Mon père s'est calmé… J'ai pu fuir jusqu'ici.

Le jour baisse… L'odeur des sureaux flotte et grise!…

Les fleurs vont s'effaçant dans la pénombre grise…

STRAFOREL, bas aux violons.

Musique!

Les musiciens jouent doucement jusqu'à la fin de l'acte.

PERCINET.

Je me sens trembler comme un roseau.

Qu'ai-je donc?… Elle va venir!

STRAFOREL, aux musiciens.

Amoroso!…

PERCINET.

Mon premier rendez-vous, le soir… Ah! je défaille!…

La brise fait le bruit d'une robe de faille…

On ne voit plus les fleurs… j'ai des larmes aux yeux…

On ne voit plus les fleurs… mais on les sent bien mieux!

Oh! ce grand arbre, avec une étoile à son faîte!…

Mais qui donc joue ainsi des airs?—La nuit s'est faite.

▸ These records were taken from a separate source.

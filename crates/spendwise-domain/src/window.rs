//! Inclusive calendar-date windows used to scope aggregation.

use std::fmt;

use chrono::{Datelike, NaiveDate};
use serde::{Deserialize, Serialize};

use crate::common::{first_of_month, last_of_month};

#[derive(Debug, Clone, Copy, Serialize, Deserialize, PartialEq, Eq, Hash)]
/// Closed interval `[start, end]` of calendar dates.
pub struct DateWindow {
    pub start: NaiveDate,
    pub end: NaiveDate,
}

impl DateWindow {
    pub fn new(start: NaiveDate, end: NaiveDate) -> Result<Self, DateWindowError> {
        if end < start {
            return Err(DateWindowError::InvalidRange { start, end });
        }
        Ok(Self { start, end })
    }

    /// Window covering the whole month that contains `reference`.
    pub fn month_of(reference: NaiveDate) -> Self {
        Self {
            start: first_of_month(reference),
            end: last_of_month(reference),
        }
    }

    /// Window covering 1 January to 31 December of the reference year.
    pub fn year_of(reference: NaiveDate) -> Self {
        let year = reference.year();
        Self {
            start: NaiveDate::from_ymd_opt(year, 1, 1).unwrap_or(reference),
            end: NaiveDate::from_ymd_opt(year, 12, 31).unwrap_or(reference),
        }
    }

    /// Both boundaries are included.
    pub fn contains(&self, date: NaiveDate) -> bool {
        date >= self.start && date <= self.end
    }

    pub fn days(&self) -> i64 {
        (self.end - self.start).num_days() + 1
    }
}

impl fmt::Display for DateWindow {
    fn fmt(&self, f: &mut fmt::Formatter<'_>) -> fmt::Result {
        write!(f, "{} .. {}", self.start, self.end)
    }
}

#[derive(Debug, Clone, Copy, PartialEq, Eq)]
/// Errors that can occur when constructing [`DateWindow`] values.
pub enum DateWindowError {
    InvalidRange { start: NaiveDate, end: NaiveDate },
}

impl fmt::Display for DateWindowError {
    fn fmt(&self, f: &mut fmt::Formatter<'_>) -> fmt::Result {
        match self {
            DateWindowError::InvalidRange { start, end } => {
                write!(f, "date window end {end} is before start {start}")
            }
        }
    }
}

impl std::error::Error for DateWindowError {}
use chrono::NaiveDate;

/// Formats currency amounts for presentation.
pub trait CurrencyFormatter: Send + Sync {
    fn format_amount(&self, amount: f64) -> String;
}

/// Formats dates for presentation.
pub trait DateFormatter: Send + Sync {
    fn format_date(&self, date: NaiveDate) -> String;
}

Oui, la douce nuit s'est faite, et voici

Qu'en l'azur foncé du ciel obscurci,

S'allumant partout, par là, par ici,

Et l'une après l'une,

Tandis que l'étang est tout coassant,

Les étoiles vont en nombre croissant

Tout autour, autour du grêle croissant

De la pâle lune!

Éclats de saphir et de diamant,

Étoiles, je fus longtemps votre amant,

Et je vous parlais, le soir, ardemment,

Perdu dans la nue!…

Mais ma poésie a changé de cours

Depuis que, tenant de naïfs discours,

Ses petits cheveux au front coupés courts,

Sylvette est venue!

Chers astres du ciel, astres familiers,

Vous êtes bien beaux, là-haut, par milliers,

Mais, allez! serez bien humiliés

Quand, parmi ses voiles,

Elle apparaîtra dans le bleu jardin,

Et, voyant ses yeux, vous serez soudain

Pour vos propres feux prises de dédain,

Mes pauvres étoiles!

Une cloche sonne au loin.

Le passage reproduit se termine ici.